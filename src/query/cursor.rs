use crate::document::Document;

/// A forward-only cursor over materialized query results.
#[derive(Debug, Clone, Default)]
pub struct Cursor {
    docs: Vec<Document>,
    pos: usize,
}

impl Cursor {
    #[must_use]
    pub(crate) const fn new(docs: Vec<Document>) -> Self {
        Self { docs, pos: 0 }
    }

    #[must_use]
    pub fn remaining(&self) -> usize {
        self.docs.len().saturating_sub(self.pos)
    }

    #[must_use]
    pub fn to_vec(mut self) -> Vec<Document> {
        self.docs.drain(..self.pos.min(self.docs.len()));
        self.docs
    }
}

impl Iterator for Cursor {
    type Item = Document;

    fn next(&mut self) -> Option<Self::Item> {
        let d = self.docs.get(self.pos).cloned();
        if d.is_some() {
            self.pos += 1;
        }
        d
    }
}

...

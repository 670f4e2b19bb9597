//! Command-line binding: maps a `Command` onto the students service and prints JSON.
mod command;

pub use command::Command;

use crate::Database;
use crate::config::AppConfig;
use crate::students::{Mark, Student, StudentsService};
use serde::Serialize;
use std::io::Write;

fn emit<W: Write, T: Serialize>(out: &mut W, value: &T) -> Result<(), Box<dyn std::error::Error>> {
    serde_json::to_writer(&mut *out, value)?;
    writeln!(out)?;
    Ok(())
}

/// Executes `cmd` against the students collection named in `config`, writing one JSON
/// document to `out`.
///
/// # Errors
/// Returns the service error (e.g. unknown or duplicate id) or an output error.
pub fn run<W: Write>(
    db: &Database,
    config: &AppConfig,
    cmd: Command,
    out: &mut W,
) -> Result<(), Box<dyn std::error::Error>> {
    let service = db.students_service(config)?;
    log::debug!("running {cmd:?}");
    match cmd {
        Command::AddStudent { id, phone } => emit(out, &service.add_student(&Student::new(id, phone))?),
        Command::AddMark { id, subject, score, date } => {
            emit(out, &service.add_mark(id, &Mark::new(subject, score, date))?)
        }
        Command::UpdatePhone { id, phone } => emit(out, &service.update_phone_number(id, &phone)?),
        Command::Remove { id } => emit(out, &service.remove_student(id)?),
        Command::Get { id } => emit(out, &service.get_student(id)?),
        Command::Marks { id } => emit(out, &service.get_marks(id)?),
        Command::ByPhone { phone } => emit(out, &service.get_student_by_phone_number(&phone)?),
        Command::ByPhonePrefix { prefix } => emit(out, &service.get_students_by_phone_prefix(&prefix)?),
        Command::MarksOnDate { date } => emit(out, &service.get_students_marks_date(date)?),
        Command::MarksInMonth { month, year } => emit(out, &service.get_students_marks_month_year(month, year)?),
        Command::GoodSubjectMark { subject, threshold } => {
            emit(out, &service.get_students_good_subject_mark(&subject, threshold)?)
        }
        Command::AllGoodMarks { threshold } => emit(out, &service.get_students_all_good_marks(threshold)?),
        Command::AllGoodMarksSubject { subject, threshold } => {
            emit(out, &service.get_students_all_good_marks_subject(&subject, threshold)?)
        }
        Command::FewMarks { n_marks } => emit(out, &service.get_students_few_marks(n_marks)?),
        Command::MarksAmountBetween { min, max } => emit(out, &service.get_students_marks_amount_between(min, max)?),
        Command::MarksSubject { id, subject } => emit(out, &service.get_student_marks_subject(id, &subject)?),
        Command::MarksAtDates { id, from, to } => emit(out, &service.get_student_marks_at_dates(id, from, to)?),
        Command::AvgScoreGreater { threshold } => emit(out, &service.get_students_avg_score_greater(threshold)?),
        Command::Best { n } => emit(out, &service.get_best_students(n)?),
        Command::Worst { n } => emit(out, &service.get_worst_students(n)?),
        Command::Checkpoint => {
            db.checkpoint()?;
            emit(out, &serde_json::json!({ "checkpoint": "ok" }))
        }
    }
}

Directions: The word "AppConfig" appears on some lines of the data above; say how many such lines there are, with nothing else.

Written solution: 2